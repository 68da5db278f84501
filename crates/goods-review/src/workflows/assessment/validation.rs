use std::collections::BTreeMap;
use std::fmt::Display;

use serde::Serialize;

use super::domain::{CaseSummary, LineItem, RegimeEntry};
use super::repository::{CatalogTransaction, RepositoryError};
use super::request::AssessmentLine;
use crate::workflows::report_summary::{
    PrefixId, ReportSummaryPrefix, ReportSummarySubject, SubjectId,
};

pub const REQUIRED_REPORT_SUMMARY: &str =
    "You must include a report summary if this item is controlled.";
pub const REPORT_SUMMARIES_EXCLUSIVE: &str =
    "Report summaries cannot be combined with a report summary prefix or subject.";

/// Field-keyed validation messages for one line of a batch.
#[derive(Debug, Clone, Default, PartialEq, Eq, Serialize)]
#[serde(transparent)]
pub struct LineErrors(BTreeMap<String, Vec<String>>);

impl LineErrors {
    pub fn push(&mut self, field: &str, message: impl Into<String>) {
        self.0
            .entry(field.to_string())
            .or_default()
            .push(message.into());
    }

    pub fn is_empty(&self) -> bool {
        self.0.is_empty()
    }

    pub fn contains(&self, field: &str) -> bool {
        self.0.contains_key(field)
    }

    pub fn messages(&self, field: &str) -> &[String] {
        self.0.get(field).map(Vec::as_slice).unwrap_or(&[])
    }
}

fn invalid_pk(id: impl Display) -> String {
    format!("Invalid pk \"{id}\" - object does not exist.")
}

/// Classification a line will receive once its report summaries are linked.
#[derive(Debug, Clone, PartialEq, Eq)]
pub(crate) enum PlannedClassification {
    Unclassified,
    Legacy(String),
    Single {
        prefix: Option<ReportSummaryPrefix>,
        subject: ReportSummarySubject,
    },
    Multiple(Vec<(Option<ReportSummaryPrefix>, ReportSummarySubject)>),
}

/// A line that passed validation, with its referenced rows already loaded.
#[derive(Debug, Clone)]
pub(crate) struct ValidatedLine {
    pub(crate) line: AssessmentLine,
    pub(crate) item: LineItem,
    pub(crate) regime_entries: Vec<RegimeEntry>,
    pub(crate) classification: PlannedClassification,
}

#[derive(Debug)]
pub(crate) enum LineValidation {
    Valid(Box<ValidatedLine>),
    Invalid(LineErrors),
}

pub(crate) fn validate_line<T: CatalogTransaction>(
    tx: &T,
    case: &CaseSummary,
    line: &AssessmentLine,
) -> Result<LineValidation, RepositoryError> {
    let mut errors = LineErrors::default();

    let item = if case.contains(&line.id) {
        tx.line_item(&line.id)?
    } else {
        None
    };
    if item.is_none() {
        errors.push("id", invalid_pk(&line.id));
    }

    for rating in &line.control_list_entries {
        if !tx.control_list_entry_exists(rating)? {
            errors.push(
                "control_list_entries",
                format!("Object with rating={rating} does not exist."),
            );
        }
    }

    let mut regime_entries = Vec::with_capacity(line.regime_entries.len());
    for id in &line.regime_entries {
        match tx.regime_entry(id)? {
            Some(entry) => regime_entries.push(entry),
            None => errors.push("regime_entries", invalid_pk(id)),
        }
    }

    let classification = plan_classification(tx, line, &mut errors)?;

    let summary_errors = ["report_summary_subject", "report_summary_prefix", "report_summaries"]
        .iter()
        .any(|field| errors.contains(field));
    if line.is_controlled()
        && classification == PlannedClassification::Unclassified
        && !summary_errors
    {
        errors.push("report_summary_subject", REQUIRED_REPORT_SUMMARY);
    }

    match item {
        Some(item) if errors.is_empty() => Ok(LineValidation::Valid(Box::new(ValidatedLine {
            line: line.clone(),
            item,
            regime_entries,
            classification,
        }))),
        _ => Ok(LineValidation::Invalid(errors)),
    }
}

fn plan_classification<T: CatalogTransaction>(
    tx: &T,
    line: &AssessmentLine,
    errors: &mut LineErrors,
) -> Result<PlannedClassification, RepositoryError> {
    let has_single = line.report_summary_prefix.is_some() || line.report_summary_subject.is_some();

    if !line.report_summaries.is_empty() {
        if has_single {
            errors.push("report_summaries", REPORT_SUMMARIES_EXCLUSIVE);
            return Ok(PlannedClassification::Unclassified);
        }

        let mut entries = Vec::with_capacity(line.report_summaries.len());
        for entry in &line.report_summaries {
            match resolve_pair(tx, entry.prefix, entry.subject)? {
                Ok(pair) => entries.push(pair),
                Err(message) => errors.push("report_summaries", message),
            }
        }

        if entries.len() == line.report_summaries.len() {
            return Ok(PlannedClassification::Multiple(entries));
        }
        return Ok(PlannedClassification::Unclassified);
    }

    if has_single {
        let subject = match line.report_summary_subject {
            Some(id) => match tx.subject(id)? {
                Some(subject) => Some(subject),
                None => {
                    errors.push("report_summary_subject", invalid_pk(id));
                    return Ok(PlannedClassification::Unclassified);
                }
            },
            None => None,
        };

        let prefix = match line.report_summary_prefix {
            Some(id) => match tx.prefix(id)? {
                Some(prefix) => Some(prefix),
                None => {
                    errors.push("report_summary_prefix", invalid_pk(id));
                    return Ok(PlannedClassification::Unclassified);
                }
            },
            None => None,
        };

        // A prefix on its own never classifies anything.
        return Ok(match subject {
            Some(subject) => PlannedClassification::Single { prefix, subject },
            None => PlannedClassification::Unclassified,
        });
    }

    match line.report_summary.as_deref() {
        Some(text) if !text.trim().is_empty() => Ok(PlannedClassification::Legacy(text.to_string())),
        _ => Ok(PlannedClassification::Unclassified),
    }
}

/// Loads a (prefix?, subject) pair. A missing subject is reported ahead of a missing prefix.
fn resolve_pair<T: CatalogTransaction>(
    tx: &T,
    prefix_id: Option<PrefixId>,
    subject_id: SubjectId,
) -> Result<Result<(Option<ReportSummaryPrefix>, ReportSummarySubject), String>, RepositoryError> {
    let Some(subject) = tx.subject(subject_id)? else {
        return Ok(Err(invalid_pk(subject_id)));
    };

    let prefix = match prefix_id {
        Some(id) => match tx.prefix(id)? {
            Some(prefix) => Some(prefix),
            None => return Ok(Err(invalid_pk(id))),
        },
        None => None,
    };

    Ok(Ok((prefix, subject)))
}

• • • • • • •

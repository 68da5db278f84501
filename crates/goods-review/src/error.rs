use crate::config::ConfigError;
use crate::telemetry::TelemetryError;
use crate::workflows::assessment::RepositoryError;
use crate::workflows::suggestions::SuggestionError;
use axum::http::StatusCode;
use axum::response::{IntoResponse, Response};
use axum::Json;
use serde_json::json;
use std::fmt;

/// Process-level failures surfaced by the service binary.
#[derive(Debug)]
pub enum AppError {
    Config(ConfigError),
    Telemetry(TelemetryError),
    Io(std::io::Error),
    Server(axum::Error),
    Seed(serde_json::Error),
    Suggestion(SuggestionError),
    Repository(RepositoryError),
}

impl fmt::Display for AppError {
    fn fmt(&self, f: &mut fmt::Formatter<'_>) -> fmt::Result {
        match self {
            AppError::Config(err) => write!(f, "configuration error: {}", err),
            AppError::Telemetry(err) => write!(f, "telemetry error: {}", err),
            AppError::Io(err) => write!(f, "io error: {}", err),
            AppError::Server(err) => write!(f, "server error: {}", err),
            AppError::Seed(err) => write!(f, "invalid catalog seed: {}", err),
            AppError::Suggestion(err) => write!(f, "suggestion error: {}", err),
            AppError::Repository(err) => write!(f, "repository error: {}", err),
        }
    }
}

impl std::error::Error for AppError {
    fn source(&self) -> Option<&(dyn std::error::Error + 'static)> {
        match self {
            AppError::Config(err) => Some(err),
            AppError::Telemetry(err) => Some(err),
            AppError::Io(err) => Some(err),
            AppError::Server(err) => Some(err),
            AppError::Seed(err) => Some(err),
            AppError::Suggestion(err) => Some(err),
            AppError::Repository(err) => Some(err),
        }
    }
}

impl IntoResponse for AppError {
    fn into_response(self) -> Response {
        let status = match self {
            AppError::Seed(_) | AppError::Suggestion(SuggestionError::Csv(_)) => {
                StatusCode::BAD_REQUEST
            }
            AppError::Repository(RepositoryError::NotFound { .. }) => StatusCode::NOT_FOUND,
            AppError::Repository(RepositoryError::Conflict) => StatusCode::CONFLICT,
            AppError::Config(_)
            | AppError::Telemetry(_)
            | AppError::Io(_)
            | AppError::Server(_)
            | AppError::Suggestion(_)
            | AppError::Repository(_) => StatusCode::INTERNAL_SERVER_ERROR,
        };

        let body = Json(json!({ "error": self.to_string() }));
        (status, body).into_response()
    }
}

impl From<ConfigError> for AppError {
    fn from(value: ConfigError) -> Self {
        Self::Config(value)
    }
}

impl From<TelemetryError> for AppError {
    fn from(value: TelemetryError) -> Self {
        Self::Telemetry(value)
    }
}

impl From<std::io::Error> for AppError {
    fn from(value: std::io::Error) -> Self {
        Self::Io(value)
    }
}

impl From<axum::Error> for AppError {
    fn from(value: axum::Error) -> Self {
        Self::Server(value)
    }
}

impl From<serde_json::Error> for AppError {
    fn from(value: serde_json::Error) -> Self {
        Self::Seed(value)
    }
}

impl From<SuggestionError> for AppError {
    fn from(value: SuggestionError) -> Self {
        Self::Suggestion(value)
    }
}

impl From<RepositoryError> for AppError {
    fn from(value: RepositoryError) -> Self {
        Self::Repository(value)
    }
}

• • • • • • •

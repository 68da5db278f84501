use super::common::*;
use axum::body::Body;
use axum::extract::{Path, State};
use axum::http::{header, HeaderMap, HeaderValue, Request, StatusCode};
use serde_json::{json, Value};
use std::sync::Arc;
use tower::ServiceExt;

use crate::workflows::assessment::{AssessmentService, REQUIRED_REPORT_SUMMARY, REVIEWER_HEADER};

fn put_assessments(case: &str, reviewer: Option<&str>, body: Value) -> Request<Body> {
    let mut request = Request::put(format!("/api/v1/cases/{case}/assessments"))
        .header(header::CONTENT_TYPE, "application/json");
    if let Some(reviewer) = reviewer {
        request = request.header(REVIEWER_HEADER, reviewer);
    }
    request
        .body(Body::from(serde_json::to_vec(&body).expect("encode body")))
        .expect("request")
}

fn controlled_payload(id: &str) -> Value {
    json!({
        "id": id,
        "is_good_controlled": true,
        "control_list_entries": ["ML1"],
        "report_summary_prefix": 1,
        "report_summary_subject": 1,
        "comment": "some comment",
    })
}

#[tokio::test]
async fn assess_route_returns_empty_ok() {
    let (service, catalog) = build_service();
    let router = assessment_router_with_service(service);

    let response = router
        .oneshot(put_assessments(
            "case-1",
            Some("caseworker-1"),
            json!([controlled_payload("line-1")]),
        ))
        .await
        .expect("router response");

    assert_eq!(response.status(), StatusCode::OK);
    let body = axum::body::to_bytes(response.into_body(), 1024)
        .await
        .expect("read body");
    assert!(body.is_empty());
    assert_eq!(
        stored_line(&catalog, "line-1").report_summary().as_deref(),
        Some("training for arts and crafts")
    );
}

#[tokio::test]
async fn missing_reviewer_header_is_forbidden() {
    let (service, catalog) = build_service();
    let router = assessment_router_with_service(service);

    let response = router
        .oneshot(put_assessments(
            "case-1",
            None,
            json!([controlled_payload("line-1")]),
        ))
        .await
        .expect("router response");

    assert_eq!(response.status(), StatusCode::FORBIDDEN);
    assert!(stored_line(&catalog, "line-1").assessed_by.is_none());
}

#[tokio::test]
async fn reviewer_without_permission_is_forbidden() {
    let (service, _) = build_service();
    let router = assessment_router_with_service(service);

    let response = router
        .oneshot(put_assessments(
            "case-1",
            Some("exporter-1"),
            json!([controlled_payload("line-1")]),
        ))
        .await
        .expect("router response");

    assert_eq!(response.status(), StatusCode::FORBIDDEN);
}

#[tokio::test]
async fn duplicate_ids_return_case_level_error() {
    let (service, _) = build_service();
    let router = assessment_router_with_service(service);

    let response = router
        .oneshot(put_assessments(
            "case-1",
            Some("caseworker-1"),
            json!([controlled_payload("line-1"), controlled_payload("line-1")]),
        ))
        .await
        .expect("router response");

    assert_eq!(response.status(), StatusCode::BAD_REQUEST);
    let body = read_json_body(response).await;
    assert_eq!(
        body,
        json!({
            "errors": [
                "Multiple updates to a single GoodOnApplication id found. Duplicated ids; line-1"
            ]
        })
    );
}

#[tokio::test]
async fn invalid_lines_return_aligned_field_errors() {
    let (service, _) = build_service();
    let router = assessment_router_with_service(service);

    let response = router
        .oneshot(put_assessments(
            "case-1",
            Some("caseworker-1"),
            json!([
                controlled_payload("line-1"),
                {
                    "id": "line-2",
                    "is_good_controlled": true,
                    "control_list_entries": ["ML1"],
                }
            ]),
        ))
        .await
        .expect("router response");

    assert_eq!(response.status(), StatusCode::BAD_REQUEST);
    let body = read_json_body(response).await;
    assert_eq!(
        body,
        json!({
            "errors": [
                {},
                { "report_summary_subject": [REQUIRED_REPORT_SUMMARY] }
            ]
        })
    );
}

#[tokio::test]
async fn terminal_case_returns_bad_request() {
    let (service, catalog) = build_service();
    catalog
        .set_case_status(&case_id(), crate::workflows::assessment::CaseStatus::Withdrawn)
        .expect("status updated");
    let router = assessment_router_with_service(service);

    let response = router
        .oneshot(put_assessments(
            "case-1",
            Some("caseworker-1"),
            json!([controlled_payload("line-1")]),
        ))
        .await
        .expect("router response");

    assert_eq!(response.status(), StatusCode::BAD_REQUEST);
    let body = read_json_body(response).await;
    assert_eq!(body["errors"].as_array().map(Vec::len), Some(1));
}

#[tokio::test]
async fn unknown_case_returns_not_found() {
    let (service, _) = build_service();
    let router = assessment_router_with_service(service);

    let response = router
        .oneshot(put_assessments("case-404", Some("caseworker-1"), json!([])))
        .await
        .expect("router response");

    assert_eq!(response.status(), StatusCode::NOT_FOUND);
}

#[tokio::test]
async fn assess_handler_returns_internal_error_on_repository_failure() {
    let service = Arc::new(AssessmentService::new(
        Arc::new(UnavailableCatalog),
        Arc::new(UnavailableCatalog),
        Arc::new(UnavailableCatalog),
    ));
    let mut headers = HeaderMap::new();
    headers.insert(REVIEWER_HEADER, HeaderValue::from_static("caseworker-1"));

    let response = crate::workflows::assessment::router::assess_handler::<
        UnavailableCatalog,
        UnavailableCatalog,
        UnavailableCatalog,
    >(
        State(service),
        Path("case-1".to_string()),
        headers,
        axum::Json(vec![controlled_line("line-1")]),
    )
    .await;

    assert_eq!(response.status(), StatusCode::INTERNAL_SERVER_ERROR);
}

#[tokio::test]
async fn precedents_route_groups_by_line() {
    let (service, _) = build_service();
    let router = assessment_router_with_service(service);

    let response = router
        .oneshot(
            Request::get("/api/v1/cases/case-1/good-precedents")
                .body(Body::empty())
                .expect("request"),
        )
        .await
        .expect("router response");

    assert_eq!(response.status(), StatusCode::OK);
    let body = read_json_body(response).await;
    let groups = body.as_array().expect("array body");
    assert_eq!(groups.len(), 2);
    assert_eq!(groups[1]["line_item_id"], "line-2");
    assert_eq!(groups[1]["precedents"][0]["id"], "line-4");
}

• • • • • • •

(TASK ITEM) Each line of the data that holds "LineErrors" should be reported.

(EXERCISE OUTPUT)
pub struct LineErrors(BTreeMap<String, Vec<String>>);
impl LineErrors {
    Invalid(LineErrors),
    let mut errors = LineErrors::default();
    errors: &mut LineErrors,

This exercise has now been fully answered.